- [Task] Would you return the lines between the one holding "counter and script." and the one holding "pub fn add_response(&mut", inclusive, and only those, exactly as they stand in the listing below?

- [Source records]
%%
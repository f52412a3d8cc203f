//! Cordelia Gatekeeper
//!
//! The admissibility gate that sits between a caller and a generative
//! capability. Every request passes through, in order:
//!
//! - Shared-secret authentication (constant-time comparison)
//! - Per-identity sliding-window rate limiting
//! - Payload and prompt-length validation
//! - Proposal by the injected generator
//! - Deterministic action scoring (`action = T - V`)
//! - The admit/block decision, by score or by independent review
//!
//! Anything that goes wrong after input validation fails closed.
//!
//! # Examples
//!
//! ```
//! use cordelia_gatekeeper::{AdmissibilityGate, AuthGate, GateConfig, GateRequest, RateLimiter};
//! use cordelia_llm::{Lifecycle, StubNavigator};
//! use std::sync::Arc;
//!
//! # tokio_test::block_on(async {
//! let config = GateConfig::default();
//! let limiter = Arc::new(RateLimiter::from_config(&config));
//! let navigator = Arc::new(StubNavigator::new());
//! navigator.initialize().await.unwrap();
//!
//! let gate = AdmissibilityGate::new(config, AuthGate::new("secret"), limiter, navigator, None)
//!     .unwrap();
//! let outcome = gate
//!     .evaluate(GateRequest { credential: Some("secret"), body: br#"{"prompt": "Hello"}"# })
//!     .await
//!     .unwrap();
//! assert!(outcome.verdict.is_compliant());
//! # });
//! ```

#![warn(missing_docs)]

mod auth;
mod config;
mod error;
mod gate;
mod input;
mod rate_limit;
mod review;
mod score;

pub use auth::{redact, AuthGate, AuthOutcome};
pub use config::{GateConfig, ScoringMode};
pub use error::{GateError, GatekeeperError};
pub use gate::{AdmissibilityGate, GateOutcome, GateRequest, Stage};
pub use input::{parse_payload, InputValidator};
pub use rate_limit::RateLimiter;
pub use review::{build_summary, parse_review, ReviewError, ReviewVerdict, INTENT_EXCERPT_CHARS};
pub use score::{ScoreEngine, SCORE_ARBITER_ID};
//! Cordelia Capability Layer
//!
//! Pluggable generator and validator backends behind the [`Generator`],
//! [`Validator`] and [`Lifecycle`] traits.
//!
//! # Providers
//!
//! - `StubNavigator`: deterministic in-process generator (default)
//! - `MockProvider`: scripted generator/validator for tests
//! - `OllamaProvider`: local Ollama API integration, as navigator or arbiter
//!
//! # Examples
//!
//! ```
//! use cordelia_llm::{Lifecycle, MockProvider, Validator};
//!
//! # tokio_test::block_on(async {
//! let provider = MockProvider::new(r#"{"admissible":true,"status":"TRAJECTORY_ADMISSIBLE","action_loss":0.0,"violation":null}"#);
//! let reply = provider.review("summary").await.unwrap();
//! assert!(reply.contains("admissible"));
//! # });
//! ```

#![warn(missing_docs)]

pub mod ollama;
pub mod stub;
pub mod traits;

use async_trait::async_trait;
use cordelia_domain::Trajectory;
use std::collections::HashMap;
use std::sync::atomic::{AtomicBool, Ordering};
use std::sync::{Arc, Mutex};
use std::time::Duration;
use thiserror::Error;

pub use ollama::{OllamaProvider, OllamaRole};
pub use stub::StubNavigator;
pub use traits::{Generator, Lifecycle, Proposal, Validator};

/// Errors that can occur during capability calls
#[derive(Error, Debug)]
pub enum LlmError {
    /// Network or API communication error
    #[error("Communication error: {0}")]
    Communication(String),

    /// Invalid response from the backend
    #[error("Invalid response: {0}")]
    InvalidResponse(String),

    /// Backend rate limit exceeded
    #[error("Rate limit exceeded")]
    RateLimitExceeded,

    /// Model not available
    #[error("Model not available: {0}")]
    ModelNotAvailable(String),

    /// Capability used before `initialize` succeeded, or after `shutdown`
    #[error("Capability not ready: {0}")]
    NotReady(String),

    /// Generic error
    #[error("LLM error: {0}")]
    Other(String),
}

const MOCK_ERROR: &str = "ERROR";

/// Scripted provider for deterministic testing
///
/// Acts as both generator and validator. Responses are looked up by the
/// exact prompt (or summary) and fall back to a default. Clones share
/// their call counter and script.
///
/// # Examples
///
/// ```
/// use cordelia_llm::{Generator, Lifecycle, MockProvider};
///
/// # tokio_test::block_on(async {
/// let mut provider = MockProvider::new("default output");
/// provider.add_response("hello", "world");
///
/// let proposal = provider.propose("hello").await.unwrap();
/// assert_eq!(proposal.output, "world");
/// assert_eq!(proposal.trajectory.len(), 3);
/// assert_eq!(provider.call_count(), 1);
/// # });
/// ```
#[derive(Debug, Clone)]
pub struct MockProvider {
    default_response: String,
    responses: Arc<Mutex<HashMap<String, String>>>,
    call_count: Arc<Mutex<usize>>,
    trajectory: Option<Trajectory>,
    delay: Option<Duration>,
    ready: Arc<AtomicBool>,
}

impl MockProvider {
    /// Create a new MockProvider with a fixed response for all inputs
    pub fn new(response: impl Into<String>) -> Self {
        Self {
            default_response: response.into(),
            responses: Arc::new(Mutex::new(HashMap::new())),
            call_count: Arc::new(Mutex::new(0)),
            trajectory: None,
            delay: None,
            ready: Arc::new(AtomicBool::new(true)),
        }
    }

    /// Add a specific response for a given input
    pub fn add_response(&mut self, input: impl Into<String>, response: impl Into<String>) {
        lock(&self.responses).insert(input.into(), response.into());
    }

    /// Configure to return an error for a specific input
    pub fn add_error(&mut self, input: impl Into<String>) {
        lock(&self.responses).insert(input.into(), MOCK_ERROR.to_string());
    }

    /// Return this trajectory from every `propose` instead of deriving one
    pub fn with_trajectory(mut self, trajectory: Trajectory) -> Self {
        self.trajectory = Some(trajectory);
        self
    }

    /// Sleep before answering (for timeout tests)
    pub fn with_delay(mut self, delay: Duration) -> Self {
        self.delay = Some(delay);
        self
    }

    /// Start in the not-ready state
    pub fn offline(self) -> Self {
        self.ready.store(false, Ordering::SeqCst);
        self
    }

    /// Get the number of times `propose` or `review` was called
    pub fn call_count(&self) -> usize {
        *lock(&self.call_count)
    }

    /// Reset the call count
    pub fn reset_call_count(&self) {
        *lock(&self.call_count) = 0;
    }

    async fn respond(&self, input: &str) -> Result<String, LlmError> {
        *lock(&self.call_count) += 1;

        if let Some(delay) = self.delay {
            tokio::time::sleep(delay).await;
        }

        let scripted = lock(&self.responses).get(input).cloned();
        match scripted {
            Some(response) if response == MOCK_ERROR => {
                Err(LlmError::Other("Mock error".to_string()))
            }
            Some(response) => Ok(response),
            None => Ok(self.default_response.clone()),
        }
    }
}

impl Default for MockProvider {
    fn default() -> Self {
        Self::new("Default mock response")
    }
}

fn lock<T>(mutex: &Mutex<T>) -> std::sync::MutexGuard<'_, T> {
    mutex.lock().unwrap_or_else(|poisoned| poisoned.into_inner())
}

#[async_trait]
impl Lifecycle for MockProvider {
    fn identity(&self) -> &str {
        "MOCK_PROVIDER"
    }

    async fn initialize(&self) -> Result<(), LlmError> {
        self.ready.store(true, Ordering::SeqCst);
        Ok(())
    }

    fn is_ready(&self) -> bool {
        self.ready.load(Ordering::SeqCst)
    }

    async fn shutdown(&self) {
        self.ready.store(false, Ordering::SeqCst);
    }
}

#[async_trait]
impl Generator for MockProvider {
    async fn propose(&self, prompt: &str) -> Result<Proposal, LlmError> {
        let output = self.respond(prompt).await?;
        let trajectory = self
            .trajectory
            .clone()
            .unwrap_or_else(|| Trajectory::from_prompt(prompt));

        Ok(Proposal { trajectory, output })
    }
}

#[async_trait]
impl Validator for MockProvider {
    async fn review(&self, summary: &str) -> Result<String, LlmError> {
        self.respond(summary).await
    }
}
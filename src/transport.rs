// This file is part of rc_drive.
//
// This program is free software: you can redistribute it and/or modify
// it under the terms of the GNU General Public License as published by
// the Free Software Foundation, either version 3 of the License, or
// (at your option) any later version.
//
// This program is distributed in the hope that it will be useful,
// but WITHOUT ANY WARRANTY; without even the implied warranty of
// MERCHANTABILITY or FITNESS FOR A PARTICULAR PURPOSE.  See the
// GNU General Public License for more details.
//
// You should have received a copy of the GNU General Public License
// along with this program.  If not, see <https://www.gnu.org/licenses/>.

use log::{debug, info};
use serialport::SerialPort;
use std::io::{self, Read, Write};
use std::time::Duration;

/// Duplex byte stream to the controller.
pub trait ByteTransport {
    /// Write all the bytes.
    ///
    /// # Arguments
    /// * `bytes` - Bytes to write.
    fn write_all(&mut self, bytes: &[u8]) -> io::Result<()>;

    /// Read exactly enough bytes to fill the buffer. Blocks until the buffer
    /// is filled or the transport gives up.
    ///
    /// # Arguments
    /// * `buffer` - Buffer to fill.
    fn read_exact(&mut self, buffer: &mut [u8]) -> io::Result<()>;

    /// Close the transport. Closing twice is not an error.
    fn close(&mut self) -> io::Result<()>;
}

pub struct SerialTransport {
    _path: String,
    _port: Option<Box<dyn SerialPort>>,
}

impl SerialTransport {
    /// Open the serial port.
    ///
    /// # Arguments
    /// * `path` - Path of the serial device (e.g. /dev/ttyACM0).
    /// * `baud_rate` - Baud rate expected by the controller.
    /// * `timeout` - Read timeout in milliseconds.
    ///
    /// # Returns
    /// Opened transport.
    pub fn open(path: &str, baud_rate: u32, timeout: u64) -> io::Result<Self> {
        let port = serialport::new(path, baud_rate)
            .timeout(Duration::from_millis(timeout))
            .open()?;

        info!("Serial port {path} is opened at {baud_rate} baud.");

        Ok(Self {
            _path: String::from(path),
            _port: Some(port),
        })
    }

    /// Get the opened port.
    ///
    /// # Returns
    /// Port or the error if the transport is closed.
    fn port(&mut self) -> io::Result<&mut Box<dyn SerialPort>> {
        self._port.as_mut().ok_or_else(|| {
            io::Error::new(
                io::ErrorKind::NotConnected,
                format!("Serial port {} is closed", self._path),
            )
        })
    }
}

impl ByteTransport for SerialTransport {
    fn write_all(&mut self, bytes: &[u8]) -> io::Result<()> {
        let port = self.port()?;
        port.write_all(bytes)?;
        port.flush()
    }

    fn read_exact(&mut self, buffer: &mut [u8]) -> io::Result<()> {
        self.port()?.read_exact(buffer)
    }

    fn close(&mut self) -> io::Result<()> {
        // Dropping the port releases the file descriptor.
        if self._port.take().is_some() {
            debug!("Serial port {} is closed.", self._path);
        }

        Ok(())
    }
}
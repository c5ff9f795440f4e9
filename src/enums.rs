// This file is part of rc_drive.
//
// This program is free software: you can redistribute it and/or modify
// it under the terms of the GNU General Public License as published by
// the Free Software Foundation, either version 3 of the License, or
// (at your option) any later version.
//
// This program is distributed in the hope that it will be useful,
// but WITHOUT ANY WARRANTY; without even the implied warranty of
// MERCHANTABILITY or FITNESS FOR A PARTICULAR PURPOSE.  See the
// GNU General Public License for more details.
//
// You should have received a copy of the GNU General Public License
// along with this program.  If not, see <https://www.gnu.org/licenses/>.

use num_traits::PrimInt;
use serde::{Deserialize, Serialize};
use strum::IntoEnumIterator;
use strum_macros::{AsRefStr, EnumIter, FromRepr};

/// A trait to provide value and bit value methods for the bit enum.
pub trait BitEnum<T: PrimInt> {
    /// Get the value.
    ///
    /// # Returns
    /// Value.
    fn value(&self) -> T;

    /// Get the bit value.
    ///
    /// # Returns
    /// Bit value. If the value is not defined, it returns 0.
    fn bit_value(&self) -> T {
        match self.value().to_usize() {
            Some(value) => T::one() << value,
            None => T::zero(),
        }
    }
}

impl BitEnum<u16> for DeviceError {
    fn value(&self) -> u16 {
        *self as u16
    }
}

/// Command byte of the compact protocol.
#[derive(FromRepr, Debug, PartialEq, Clone, Copy, AsRefStr)]
#[repr(u8)]
pub enum CommandId {
    SetTarget = 0x84,
    SetSpeed = 0x87,
    SetAcceleration = 0x89,
    GetPosition = 0x90,
    GetErrors = 0xA1,
    GoHome = 0xA2,
}

/// Bits of the error register reported by the controller.
#[derive(FromRepr, Debug, PartialEq, Clone, Copy, EnumIter, AsRefStr)]
#[repr(u8)]
pub enum DeviceError {
    SerialSignal = 0,
    SerialOverrun = 1,
    SerialBufferFull = 2,
    SerialCrc = 3,
    SerialProtocol = 4,
    SerialTimeout = 5,
    ScriptStack = 6,
    ScriptCallStack = 7,
    ScriptProgramCounter = 8,
}

impl DeviceError {
    /// Decode the error register.
    ///
    /// # Arguments
    /// * `errors` - Error bitmask read from the controller.
    ///
    /// # Returns
    /// Known errors that are set in the bitmask. Unknown bits are skipped.
    pub fn from_bitmask(errors: u16) -> Vec<DeviceError> {
        DeviceError::iter()
            .filter(|error| (errors & error.bit_value()) != 0)
            .collect()
    }
}

/// Absolute axis code of the gamepad.
#[derive(FromRepr, Serialize, Deserialize, Debug, PartialEq, Eq, Hash, Clone, Copy, EnumIter, AsRefStr)]
#[serde(rename_all = "snake_case")]
#[repr(u16)]
pub enum Axis {
    LeftX = 0x00,
    LeftY = 0x01,
    RightX = 0x03,
    RightY = 0x04,
}

impl Axis {
    /// Get the code used by the input events.
    ///
    /// # Returns
    /// Axis code.
    pub fn code(&self) -> u16 {
        *self as u16
    }

    /// Iterate over the codes of all the axes.
    pub fn iter_codes() -> impl Iterator<Item = u16> {
        Axis::iter().map(|axis| axis.code())
    }
}

/// State of the control loop.
#[derive(Debug, PartialEq, Clone, Copy, AsRefStr)]
pub enum LoopState {
    Init,
    Running,
    Fault,
    ShuttingDown,
    Closed,
}
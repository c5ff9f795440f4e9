// This file is part of rc_drive.
//
// This program is free software: you can redistribute it and/or modify
// it under the terms of the GNU General Public License as published by
// the Free Software Foundation, either version 3 of the License, or
// (at your option) any later version.
//
// This program is distributed in the hope that it will be useful,
// but WITHOUT ANY WARRANTY; without even the implied warranty of
// MERCHANTABILITY or FITNESS FOR A PARTICULAR PURPOSE.  See the
// GNU General Public License for more details.
//
// You should have received a copy of the GNU General Public License
// along with this program.  If not, see <https://www.gnu.org/licenses/>.

use log::{debug, info, warn};
use std::collections::{HashMap, HashSet};
use std::io;
use strum::IntoEnumIterator;

use crate::constants::EVENT_TYPE_ABSOLUTE;
use crate::enums::Axis;
use crate::input::{AbsRange, InputEventSource};

/// Gamepad that keeps the latest normalized value of each stick axis.
pub struct Joystick<S: InputEventSource> {
    _source: S,
    // Calibration range read when the joystick is opened.
    _ranges: HashMap<Axis, AbsRange>,
    // Latest value in [-1, 1] as long as the calibration range holds.
    _values: HashMap<Axis, f64>,
    // Clamp the values that leave the calibration range or not.
    _clamp: bool,
    // Axes already reported out of the calibration range.
    _out_of_range: HashSet<Axis>,
    _is_open: bool,
}

impl<S: InputEventSource> Joystick<S> {
    /// Create a new joystick and read the calibration ranges of the axes.
    ///
    /// # Arguments
    /// * `source` - Opened input event source. The joystick owns it.
    /// * `clamp` - Clamp the normalized value to [-1, 1] or not.
    ///
    /// # Returns
    /// A new joystick with all the axes at 0.
    pub fn new(mut source: S, clamp: bool) -> io::Result<Self> {
        let mut ranges = HashMap::new();
        for axis in Axis::iter() {
            let range = source.abs_range(axis.code())?;
            if range.maximum <= range.minimum {
                warn!(
                    "Axis {} has an empty calibration range [{}, {}] and will read as 0.",
                    axis.as_ref(),
                    range.minimum,
                    range.maximum
                );
            }

            ranges.insert(axis, range);
        }

        info!("Joystick calibration: {:?}.", ranges);

        Ok(Self {
            _source: source,
            _ranges: ranges,
            _values: Axis::iter().map(|axis| (axis, 0.0)).collect(),
            _clamp: clamp,
            _out_of_range: HashSet::new(),
            _is_open: true,
        })
    }

    /// Drain all the pending events without blocking and update the values of
    /// the tracked axes.
    fn update(&mut self) -> io::Result<()> {
        while let Some(event) = self._source.read_one()? {
            if event.event_type != EVENT_TYPE_ABSOLUTE {
                continue;
            }

            let axis = match Axis::from_repr(event.code) {
                Some(axis) => axis,
                None => continue,
            };

            if let Some(range) = self._ranges.get(&axis) {
                let mut value = normalize(event.value, range);

                if !(-1.0..=1.0).contains(&value) {
                    if self._out_of_range.insert(axis) {
                        warn!(
                            "Axis {} reads {} outside of the calibration range [{}, {}].",
                            axis.as_ref(),
                            event.value,
                            range.minimum,
                            range.maximum
                        );
                    }

                    if self._clamp {
                        value = value.clamp(-1.0, 1.0);
                    }
                }

                self._values.insert(axis, value);
            }
        }

        Ok(())
    }

    /// Get the current value of an axis.
    ///
    /// # Arguments
    /// * `axis` - Axis.
    ///
    /// # Returns
    /// Value in [-1, 1]. An axis without any event reads as 0.
    pub fn get_abs(&mut self, axis: Axis) -> io::Result<f64> {
        if !self._is_open {
            return Err(io::Error::new(
                io::ErrorKind::NotConnected,
                "Joystick is closed",
            ));
        }

        self.update()?;

        Ok(self._values.get(&axis).copied().unwrap_or(0.0))
    }

    /// The joystick is open or not.
    pub fn is_open(&self) -> bool {
        self._is_open
    }

    /// Close the joystick. It is fine to call this more than once.
    pub fn close(&mut self) -> io::Result<()> {
        if !self._is_open {
            return Ok(());
        }

        self._is_open = false;
        self._source.close()?;

        debug!("Joystick is closed.");

        Ok(())
    }
}

impl<S: InputEventSource> Drop for Joystick<S> {
    fn drop(&mut self) {
        if let Err(error) = self.close() {
            warn!("Failed to close the joystick: {error}.");
        }
    }
}

/// Normalize the raw value of an axis.
///
/// # Arguments
/// * `value` - Raw value.
/// * `range` - Calibration range of the axis.
///
/// # Returns
/// -1.0 at the minimum and 1.0 at the maximum. Values outside of the range
/// map outside of [-1, 1]. An empty range gives 0.
pub fn normalize(value: i32, range: &AbsRange) -> f64 {
    if range.maximum <= range.minimum {
        return 0.0;
    }

    let span = (range.maximum as f64) - (range.minimum as f64);
    ((value as f64) - (range.minimum as f64)) / span * 2.0 - 1.0
}
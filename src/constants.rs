// This file is part of rc_drive.
//
// This program is free software: you can redistribute it and/or modify
// it under the terms of the GNU General Public License as published by
// the Free Software Foundation, either version 3 of the License, or
// (at your option) any later version.
//
// This program is distributed in the hope that it will be useful,
// but WITHOUT ANY WARRANTY; without even the implied warranty of
// MERCHANTABILITY or FITNESS FOR A PARTICULAR PURPOSE.  See the
// GNU General Public License for more details.
//
// You should have received a copy of the GNU General Public License
// along with this program.  If not, see <https://www.gnu.org/licenses/>.


// Data bytes only carry 7 bits because bit 7 marks a command byte.
pub const MASK_DATA_BYTE: u16 = 0x7F;
pub const MASK_14_BIT: u16 = 0x3FFF;

pub const LENGTH_SET_COMMAND: usize = 4;
pub const LENGTH_RESPONSE: usize = 2;

// Channel targets are in quarter-microseconds. 6000 is the neutral pulse and
// also the threshold of a digital output.
pub const TARGET_NEUTRAL: u16 = 6000;
pub const THRESHOLD_DIGITAL_HIGH: u16 = 6000;
pub const TARGET_STOP_PULSES: u16 = 0;

pub const CHANNEL_STEER: u8 = 0;
pub const CHANNEL_DRIVE: u8 = 1;

pub const DEFAULT_SPEED_LIMIT: u16 = 100;
pub const DEFAULT_ACCELERATION_LIMIT: u16 = 100;

pub const DRIVE_SCALE: f64 = -500.0;
pub const DRIVE_OFFSET: f64 = 6000.0;
pub const STEER_SCALE: f64 = -1000.0;
pub const STEER_OFFSET: f64 = 6300.0;

pub const DEFAULT_JOYSTICK_PATH: &str = "/dev/input/event5";
pub const DEFAULT_MAESTRO_PATH: &str = "/dev/ttyACM0";
pub const DEFAULT_BAUD_RATE: u32 = 9600;

// Milliseconds
pub const DEFAULT_TICK_INTERVAL: u64 = 10;
pub const DEFAULT_READ_TIMEOUT: u64 = 1000;

// Linux input event type of the absolute axes (EV_ABS).
pub const EVENT_TYPE_ABSOLUTE: u16 = 0x03;
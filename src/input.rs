// This file is part of rc_drive.
//
// This program is free software: you can redistribute it and/or modify
// it under the terms of the GNU General Public License as published by
// the Free Software Foundation, either version 3 of the License, or
// (at your option) any later version.
//
// This program is distributed in the hope that it will be useful,
// but WITHOUT ANY WARRANTY; without even the implied warranty of
// MERCHANTABILITY or FITNESS FOR A PARTICULAR PURPOSE.  See the
// GNU General Public License for more details.
//
// You should have received a copy of the GNU General Public License
// along with this program.  If not, see <https://www.gnu.org/licenses/>.

use evdev::Device;
use log::{debug, info};
use std::collections::VecDeque;
use std::io;

/// Discrete event of the input device.
#[derive(Clone, Copy, Debug, PartialEq)]
pub struct InputEvent {
    pub event_type: u16,
    pub code: u16,
    pub value: i32,
}

/// Calibration range reported by the device for an absolute axis.
#[derive(Clone, Copy, Debug, PartialEq)]
pub struct AbsRange {
    pub minimum: i32,
    pub maximum: i32,
}

/// Stream of the input events.
pub trait InputEventSource {
    /// Read one pending event without blocking.
    ///
    /// # Returns
    /// The event or None if nothing is pending.
    fn read_one(&mut self) -> io::Result<Option<InputEvent>>;

    /// Get the calibration range of an absolute axis.
    ///
    /// # Arguments
    /// * `code` - Axis code.
    fn abs_range(&mut self, code: u16) -> io::Result<AbsRange>;

    /// Close the device. Closing twice is not an error.
    fn close(&mut self) -> io::Result<()>;
}

/// Input device under /dev/input read through evdev.
pub struct EvdevSource {
    _path: String,
    _device: Option<Device>,
    // Events fetched from the kernel but not handed out yet.
    _events: VecDeque<InputEvent>,
}

impl EvdevSource {
    /// Open the input device in the non-blocking mode.
    ///
    /// # Arguments
    /// * `path` - Device path (e.g. /dev/input/event5).
    ///
    /// # Returns
    /// Opened source.
    pub fn open(path: &str) -> io::Result<Self> {
        let mut device = Device::open(path)?;

        device.set_nonblocking(true)?;

        info!(
            "Input device {path} ({}) is opened.",
            device.name().unwrap_or("unknown")
        );

        Ok(Self {
            _path: String::from(path),
            _device: Some(device),
            _events: VecDeque::new(),
        })
    }

    fn device(&mut self) -> io::Result<&mut Device> {
        self._device.as_mut().ok_or_else(|| {
            io::Error::new(
                io::ErrorKind::NotConnected,
                format!("Input device {} is closed", self._path),
            )
        })
    }
}

impl InputEventSource for EvdevSource {
    fn read_one(&mut self) -> io::Result<Option<InputEvent>> {
        if self._events.is_empty() {
            let fetched: Vec<InputEvent> = match self.device()?.fetch_events() {
                Ok(events) => events
                    .map(|event| InputEvent {
                        event_type: event.event_type().0,
                        code: event.code(),
                        value: event.value(),
                    })
                    .collect(),
                Err(error) if error.kind() == io::ErrorKind::WouldBlock => Vec::new(),
                Err(error) => return Err(error),
            };

            self._events.extend(fetched);
        }

        Ok(self._events.pop_front())
    }

    fn abs_range(&mut self, code: u16) -> io::Result<AbsRange> {
        let state = self.device()?.get_abs_state()?;

        state
            .get(code as usize)
            .map(|info| AbsRange {
                minimum: info.minimum,
                maximum: info.maximum,
            })
            .ok_or_else(|| {
                io::Error::new(
                    io::ErrorKind::InvalidInput,
                    format!("No absolute axis with the code {code}"),
                )
            })
    }

    fn close(&mut self) -> io::Result<()> {
        if self._device.take().is_some() {
            self._events.clear();
            debug!("Input device {} is closed.", self._path);
        }

        Ok(())
    }
}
%%
- [Exercise result]
/// their call counter and script.
///
/// # Examples
///
/// ```
/// use cordelia_llm::{Generator, Lifecycle, MockProvider};
///
/// # tokio_test::block_on(async {
/// let mut provider = MockProvider::new("default output");
/// provider.add_response("hello", "world");
///
/// let proposal = provider.propose("hello").await.unwrap();
/// assert_eq!(proposal.output, "world");
/// assert_eq!(proposal.trajectory.len(), 3);
/// assert_eq!(provider.call_count(), 1);
/// # });
/// ```
#[derive(Debug, Clone)]
pub struct MockProvider {
    default_response: String,
    responses: Arc<Mutex<HashMap<String, String>>>,
    call_count: Arc<Mutex<usize>>,
    trajectory: Option<Trajectory>,
    delay: Option<Duration>,
    ready: Arc<AtomicBool>,
}

impl MockProvider {
    /// Create a new MockProvider with a fixed response for all inputs
    pub fn new(response: impl Into<String>) -> Self {
        Self {
            default_response: response.into(),
            responses: Arc::new(Mutex::new(HashMap::new())),
            call_count: Arc::new(Mutex::new(0)),
            trajectory: None,
            delay: None,
            ready: Arc::new(AtomicBool::new(true)),
        }
    }

    /// Add a specific response for a given input
    pub fn add_response(&mut self, input: impl Into<String>, response: impl Into<String>) {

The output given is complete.